---------- Study material ----------

//! Error types for billscan operations.
//!
//! Every failure carries an [`ErrorKind`] with a stable code for logs. The
//! `Display` output is the message shown to HTTP callers, so it must stay
//! free of internal detail beyond what the failure itself reports.

use std::path::Path;

use thiserror::Error;

/// Result type alias for billscan operations.
pub type BillscanResult<T> = Result<T, BillscanError>;

/// Main error type for all billscan operations.
#[derive(Error, Debug)]
pub enum BillscanError {
    /// Configuration is missing or malformed.
    #[error("Configuration error: {0}")]
    Configuration(String),

    /// The upload request carried no `file` field.
    #[error("No file uploaded")]
    MissingFile,

    /// The model provider answered with a non-200 status.
    #[error("Error: {reason}")]
    RemoteCall { status: u16, reason: String },

    /// The request to the model provider never produced a response.
    #[error("{message}")]
    Transport {
        message: String,
        timed_out: bool,
        #[source]
        source: Option<Box<dyn std::error::Error + Send + Sync>>,
    },

    /// The provider response was not the JSON we expect.
    #[error("{message}")]
    ResponseShape { message: String },

    /// Reading, writing, or deleting a transient upload failed.
    ///
    /// Only the file name is kept; the upload directory stays out of the
    /// message.
    #[error("{source}: '{file}'")]
    LocalIo {
        file: String,
        #[source]
        source: std::io::Error,
    },
}

/// Coarse classification of a [`BillscanError`].
#[derive(Debug, Clone, Copy, PartialEq, Eq)]
pub enum ErrorKind {
    Configuration,
    MissingFile,
    RemoteCall,
    Transport,
    Timeout,
    ResponseShape,
    LocalIo,
}

impl ErrorKind {
    /// Get the string representation of the error code.
    pub fn as_str(&self) -> &'static str {
        match self {
            ErrorKind::Configuration => "CFG_001",
            ErrorKind::MissingFile => "REQ_001",
            ErrorKind::RemoteCall => "RMT_001",
            ErrorKind::Transport => "NET_001",
            ErrorKind::Timeout => "NET_002",
            ErrorKind::ResponseShape => "PARSE_001",
            ErrorKind::LocalIo => "IO_001",
        }
    }
}

impl std::fmt::Display for ErrorKind {
    fn fmt(&self, f: &mut std::fmt::Formatter<'_>) -> std::fmt::Result {
        f.write_str(self.as_str())
    }
}

impl BillscanError {
    /// Create a remote call error from a status code and its reason phrase.
    pub fn remote_call(status: u16, reason: impl Into<String>) -> Self {
        Self::RemoteCall {
            status,
            reason: reason.into(),
        }
    }

    /// Create a local I/O error for the file at `path`.
    pub fn local_io(path: &Path, source: std::io::Error) -> Self {
        let file = path
            .file_name()
            .map(|name| name.to_string_lossy().into_owned())
            .unwrap_or_default();
        Self::LocalIo { file, source }
    }

    /// Create a response shape error.
    pub fn response_shape(message: impl Into<String>) -> Self {
        Self::ResponseShape {
            message: message.into(),
        }
    }

    /// Get the error kind.
    pub fn kind(&self) -> ErrorKind {
        match self {
            Self::Configuration(_) => ErrorKind::Configuration,
            Self::MissingFile => ErrorKind::MissingFile,
            Self::RemoteCall { .. } => ErrorKind::RemoteCall,
            Self::Transport { timed_out: true, .. } => ErrorKind::Timeout,
            Self::Transport { .. } => ErrorKind::Transport,
            Self::ResponseShape { .. } => ErrorKind::ResponseShape,
            Self::LocalIo { .. } => ErrorKind::LocalIo,
        }
    }
}

impl From<serde_json::Error> for BillscanError {
    fn from(err: serde_json::Error) -> Self {
        Self::response_shape(err.to_string())
    }
}
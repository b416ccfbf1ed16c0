//! Transient storage for uploaded files.
//!
//! Each upload is written under a fresh UUID so client-supplied names never
//! become path segments and concurrent uploads never share a file.

use std::path::{Path, PathBuf};

use billscan_core::{BillscanError, BillscanResult};
use tracing::{debug, warn};
use uuid::Uuid;

/// Directory that holds in-flight uploads.
#[derive(Debug, Clone)]
pub struct UploadStore {
    dir: PathBuf,
}

impl UploadStore {
    pub fn new(dir: impl Into<PathBuf>) -> Self {
        Self { dir: dir.into() }
    }

    pub fn dir(&self) -> &Path {
        &self.dir
    }

    /// Write `content` to a new file in the store.
    ///
    /// The returned guard deletes the file when removed or dropped.
    pub async fn persist(
        &self,
        client_file_name: Option<&str>,
        content: &[u8],
    ) -> BillscanResult<TransientUpload> {
        tokio::fs::create_dir_all(&self.dir)
            .await
            .map_err(|e| BillscanError::local_io(&self.dir, e))?;

        let mut file_name = Uuid::new_v4().to_string();
        if let Some(ext) = client_file_name.and_then(safe_extension) {
            file_name.push('.');
            file_name.push_str(&ext);
        }

        let path = self.dir.join(file_name);
        // Guard first so a failed write does not leave a partial file.
        let upload = TransientUpload {
            path,
            removed: false,
        };
        tokio::fs::write(&upload.path, content)
            .await
            .map_err(|e| BillscanError::local_io(&upload.path, e))?;

        debug!(
            path = %upload.path.display(),
            client_file_name = client_file_name.unwrap_or(""),
            size = content.len(),
            "Stored transient upload"
        );
        Ok(upload)
    }
}

/// A file in the upload store, deleted on [`TransientUpload::remove`] or drop.
#[derive(Debug)]
pub struct TransientUpload {
    path: PathBuf,
    removed: bool,
}

impl TransientUpload {
    pub fn path(&self) -> &Path {
        &self.path
    }

    /// Delete the file now and report failures.
    pub async fn remove(mut self) -> BillscanResult<()> {
        self.removed = true;
        tokio::fs::remove_file(&self.path)
            .await
            .map_err(|e| BillscanError::local_io(&self.path, e))?;
        debug!(path = %self.path.display(), "Removed transient upload");
        Ok(())
    }
}

impl Drop for TransientUpload {
    fn drop(&mut self) {
        if self.removed {
            return;
        }
        match std::fs::remove_file(&self.path) {
            Ok(()) => {}
            Err(e) if e.kind() == std::io::ErrorKind::NotFound => {}
            Err(e) => warn!(path = %self.path.display(), error = %e, "Failed to remove transient upload"),
        }
    }
}

/// Lowercased extension of a client file name, if it is short and alphanumeric.
fn safe_extension(file_name: &str) -> Option<String> {
    let ext = Path::new(file_name).extension()?.to_str()?;
    if ext.is_empty() || ext.len() > 5 || !ext.chars().all(|c| c.is_ascii_alphanumeric()) {
        return None;
    }
    Some(ext.to_ascii_lowercase())
}
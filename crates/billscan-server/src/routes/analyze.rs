//! Invoice upload endpoint.

use axum::{
    extract::{
        multipart::{Multipart, MultipartError, MultipartRejection},
        State,
    },
    Json,
};
use billscan_core::{BillscanError, ExtractionResult};
use tracing::{debug, info, warn};

use crate::error::{ApiError, ApiResult};
use crate::state::AppState;

/// Name of the multipart field carrying the image.
pub const FILE_FIELD: &str = "file";

/// A file pulled out of the multipart body.
#[derive(Debug)]
pub struct UploadedFile {
    pub file_name: String,
    pub content: Vec<u8>,
}

/// Extract invoice items from an uploaded image.
/// POST /analyze
///
/// Responds 400 when no `file` upload is present. Extraction failures are
/// still answered with 200 and an `error` body.
pub async fn analyze_invoice(
    State(state): State<AppState>,
    multipart: Result<Multipart, MultipartRejection>,
) -> ApiResult<Json<ExtractionResult>> {
    info!("Received a request to /analyze");

    let mut multipart = multipart.map_err(|rejection| {
        debug!(reason = %rejection, "Request body is not multipart");
        ApiError::from(BillscanError::MissingFile)
    })?;

    let file = read_file_field(&mut multipart)
        .await?
        .ok_or(BillscanError::MissingFile)?;

    let upload = state
        .uploads()
        .persist(Some(file.file_name.as_str()), &file.content)
        .await?;
    drop(file);

    let result = state.extractor().extract(upload.path()).await;

    if let Err(err) = upload.remove().await {
        warn!(kind = %err.kind(), error = %err, "Failed to remove transient upload");
    }

    match result.error_kind() {
        Some(kind) => info!(kind = %kind, "Extraction finished with error"),
        None => info!("Extraction finished"),
    }

    Ok(Json(result))
}

/// Read the first `file` part that carries a filename.
///
/// Other fields, and a `file` part sent as a plain form value, are skipped.
async fn read_file_field(multipart: &mut Multipart) -> ApiResult<Option<UploadedFile>> {
    while let Some(field) = multipart.next_field().await.map_err(multipart_error)? {
        if field.name() != Some(FILE_FIELD) {
            continue;
        }
        let Some(file_name) = field.file_name().map(str::to_string) else {
            debug!("Skipping `file` form value without a filename");
            continue;
        };

        let content = field.bytes().await.map_err(multipart_error)?.to_vec();
        return Ok(Some(UploadedFile { file_name, content }));
    }

    Ok(None)
}

fn multipart_error(err: MultipartError) -> ApiError {
    ApiError::new(err.status(), "BAD_MULTIPART", err.body_text())
}
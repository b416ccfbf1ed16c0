//! billscan-server - REST API server for billscan.
//!
//! Accepts invoice images on `POST /analyze` and answers with the items the
//! vision model extracted.
//!
//! # Example
//!
//! ```ignore
//! use billscan_server::{create_server, AppState};
//!
//! #[tokio::main]
//! async fn main() {
//!     let extractor = VisionInvoiceExtractor::new(ExtractionConfig::from_env()?)?;
//!     let state = AppState::new(Arc::new(extractor), "uploads");
//!     let app = create_server(state);
//!
//!     let listener = tokio::net::TcpListener::bind("0.0.0.0:5000").await.unwrap();
//!     axum::serve(listener, app).await.unwrap();
//! }
//! ```

pub mod error;
pub mod middleware;
pub mod routes;
pub mod state;
pub mod upload;

pub use error::{ApiError, ApiResult};
pub use state::AppState;
pub use upload::{TransientUpload, UploadStore};

use axum::{extract::DefaultBodyLimit, middleware as axum_middleware, Router};
use tower_http::trace::TraceLayer;

/// Create the server with all routes and middleware.
pub fn create_server(state: AppState) -> Router {
    let body_limit = state.max_upload_bytes();

    routes::create_router(state)
        .layer(DefaultBodyLimit::max(body_limit))
        .layer(TraceLayer::new_for_http())
        .layer(middleware::cors_layer())
        .layer(axum_middleware::from_fn(middleware::logging_middleware))
}
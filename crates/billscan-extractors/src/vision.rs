//! Vision LLM invoice extraction against Azure OpenAI chat completions.
//!
//! The image travels inline as a base64 data URI next to the extraction
//! prompt. Every failure is folded into [`ExtractionResult::Failed`].

use std::path::Path;

use async_trait::async_trait;
use billscan_core::config::chat_completions_url;
use billscan_core::{
    BillscanError, BillscanResult, ChatPayload, ExtractedItems, ExtractionConfig,
    ExtractionRequest, ExtractionResult, ImageFormat,
};
use reqwest::{Client, StatusCode};
use secrecy::ExposeSecret;
use tracing::{debug, info, warn};

use crate::encoding::{data_uri, declared_mime, detect_format};
use crate::reply::{interpret_reply, reply_content};
use crate::Extractor;

/// Extractor backed by an Azure OpenAI vision deployment.
pub struct VisionInvoiceExtractor {
    client: Client,
    config: ExtractionConfig,
}

impl VisionInvoiceExtractor {
    /// Create an extractor whose HTTP client enforces `config.timeout`.
    pub fn new(config: ExtractionConfig) -> BillscanResult<Self> {
        let client = Client::builder()
            .timeout(config.timeout)
            .build()
            .map_err(|e| {
                BillscanError::Configuration(format!("Failed to create HTTP client: {}", e))
            })?;

        Ok(Self { client, config })
    }

    pub fn config(&self) -> &ExtractionConfig {
        &self.config
    }

    /// Run one extraction for a fully specified request.
    ///
    /// API version, token limit and MIME policy come from the extractor's
    /// configuration; everything else comes from `request`.
    pub async fn extract_request(&self, request: &ExtractionRequest) -> ExtractionResult {
        info!(file = %request.file_path.display(), "Starting invoice extraction");

        match self.try_extract(request).await {
            Ok(items) => {
                if items.is_raw_text() {
                    warn!("Model reply was not JSON, returning raw text");
                }
                ExtractionResult::Items(items)
            }
            Err(err) => {
                warn!(
                    kind = %err.kind(),
                    error = %err,
                    file = %request.file_path.display(),
                    "Invoice extraction failed"
                );
                ExtractionResult::from(err)
            }
        }
    }

    async fn try_extract(&self, request: &ExtractionRequest) -> BillscanResult<ExtractedItems> {
        let content = tokio::fs::read(&request.file_path)
            .await
            .map_err(|e| BillscanError::local_io(&request.file_path, e))?;

        let format = detect_format(&content);
        let mime_type = declared_mime(format, self.config.image_mime);
        if format.mime_type() != Some(mime_type) {
            warn!(
                detected = ?format,
                declared = mime_type,
                "Declared image type does not match upload"
            );
        }
        if format == ImageFormat::Unknown {
            debug!(size = content.len(), "Upload is not a recognised image format");
        }

        let payload = ChatPayload::new(
            request.system_prompt.as_str(),
            request.prompt_text.as_str(),
            data_uri(mime_type, &content),
            self.config.max_tokens,
        );

        let endpoint = chat_completions_url(
            &request.api_base_url,
            &request.deployment_name,
            &self.config.api_version,
        );
        debug!(endpoint = %endpoint, bytes = content.len(), "Sending chat completion request");

        let response = self
            .client
            .post(&endpoint)
            .header("api-key", request.api_key.expose_secret().as_str())
            .json(&payload)
            .send()
            .await
            .map_err(transport_error)?;

        let status = response.status();
        if status != StatusCode::OK {
            return Err(BillscanError::remote_call(status.as_u16(), reason_phrase(status)));
        }

        let body = response.text().await.map_err(transport_error)?;
        let body: serde_json::Value = serde_json::from_str(&body)?;

        Ok(interpret_reply(reply_content(&body)?))
    }
}

#[async_trait]
impl Extractor for VisionInvoiceExtractor {
    async fn extract(&self, path: &Path) -> ExtractionResult {
        let request = ExtractionRequest::from_config(path, &self.config);
        self.extract_request(&request).await
    }

    fn name(&self) -> &str {
        "azure-openai-vision"
    }
}

fn reason_phrase(status: StatusCode) -> String {
    status
        .canonical_reason()
        .map(str::to_string)
        .unwrap_or_else(|| status.as_str().to_string())
}

fn transport_error(err: reqwest::Error) -> BillscanError {
    BillscanError::Transport {
        message: err.to_string(),
        timed_out: err.is_timeout(),
        source: Some(Box::new(err)),
    }
}
//! Health check endpoint.

use axum::{extract::State, Json};
use serde::Serialize;

use crate::state::AppState;

#[derive(Debug, Serialize)]
pub struct HealthResponse {
    pub status: String,
    pub extractor: String,
    pub version: String,
}

/// Health check endpoint.
/// GET /health
pub async fn health_check(State(state): State<AppState>) -> Json<HealthResponse> {
    Json(HealthResponse {
        status: "healthy".to_string(),
        extractor: state.extractor().name().to_string(),
        version: env!("CARGO_PKG_VERSION").to_string(),
    })
}
use clap::Parser;

/// Path of the review list inside the configured repository.
pub const REVIEWS_FILE_PATH: &str = "reviews.json";

/// Environment-sourced service configuration, built once at startup and
/// passed by reference into the orchestrator and the GitHub client.
#[derive(Debug, Clone, Parser)]
#[command(name = "next-review")]
#[command(about = "Serves random draws from a GitHub-hosted review list")]
pub struct Config {
    /// Personal access token for the GitHub content API
    #[arg(long, env = "GITHUB_TOKEN", hide_env_values = true)]
    pub github_token: String,

    /// Owner (user or org) of the repository holding the review list
    #[arg(long, env = "GITHUB_OWNER")]
    pub owner: String,

    /// Repository holding the review list
    #[arg(long, env = "GITHUB_REPO")]
    pub repo: String,

    /// Branch the review list is read from and written back to
    #[arg(long, env = "GITHUB_BRANCH", default_value = "main")]
    pub branch: String,

    /// Port the HTTP server listens on
    #[arg(long, env = "PORT", default_value_t = 4000)]
    pub port: u16,

    /// Base URL of the GitHub API (override for GitHub Enterprise)
    #[arg(long, env = "GITHUB_API_BASE", default_value = "https://api.github.com")]
    pub api_base: String,
}
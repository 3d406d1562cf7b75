use serde_json::Value;

/// Source of random indices. Injected so tests can substitute a
/// deterministic picker.
pub trait RandomSource: Send + Sync {
    /// Return an index in `[0, len)`. Callers guarantee `len > 0`.
    fn pick(&self, len: usize) -> usize;
}

/// Production random source with no reproducibility guarantee.
pub struct FastrandSource;

impl RandomSource for FastrandSource {
    fn pick(&self, len: usize) -> usize {
        fastrand::usize(..len)
    }
}

/// One chosen element plus the rest of the list, in original relative order.
#[derive(Debug)]
pub struct SelectionResult {
    pub chosen: Value,
    pub residual: Vec<Value>,
}

/// Pick one element uniformly at random and remove it. Only defined for
/// non-empty lists; the orchestrator short-circuits the empty case before
/// calling this.
pub fn select_and_remove(mut list: Vec<Value>, source: &dyn RandomSource) -> SelectionResult {
    debug_assert!(!list.is_empty());

    let index = source.pick(list.len());
    let chosen = list.remove(index);

    SelectionResult {
        chosen,
        residual: list,
    }
}
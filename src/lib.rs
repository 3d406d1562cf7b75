pub mod config;
pub mod error;
pub mod github;
pub mod orchestrator;
pub mod selection;
pub mod server;

pub use config::{Config, REVIEWS_FILE_PATH};
pub use error::StoreError;
pub use github::{GitHubClient, RemoteBlob, VersionToken};
pub use orchestrator::{DrawOutcome, Orchestrator};
pub use selection::{select_and_remove, FastrandSource, RandomSource, SelectionResult};
pub use server::{router, AppState};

----------

> Your task:
State only the count of lines above that hold the string "middleware".

> Task output:
5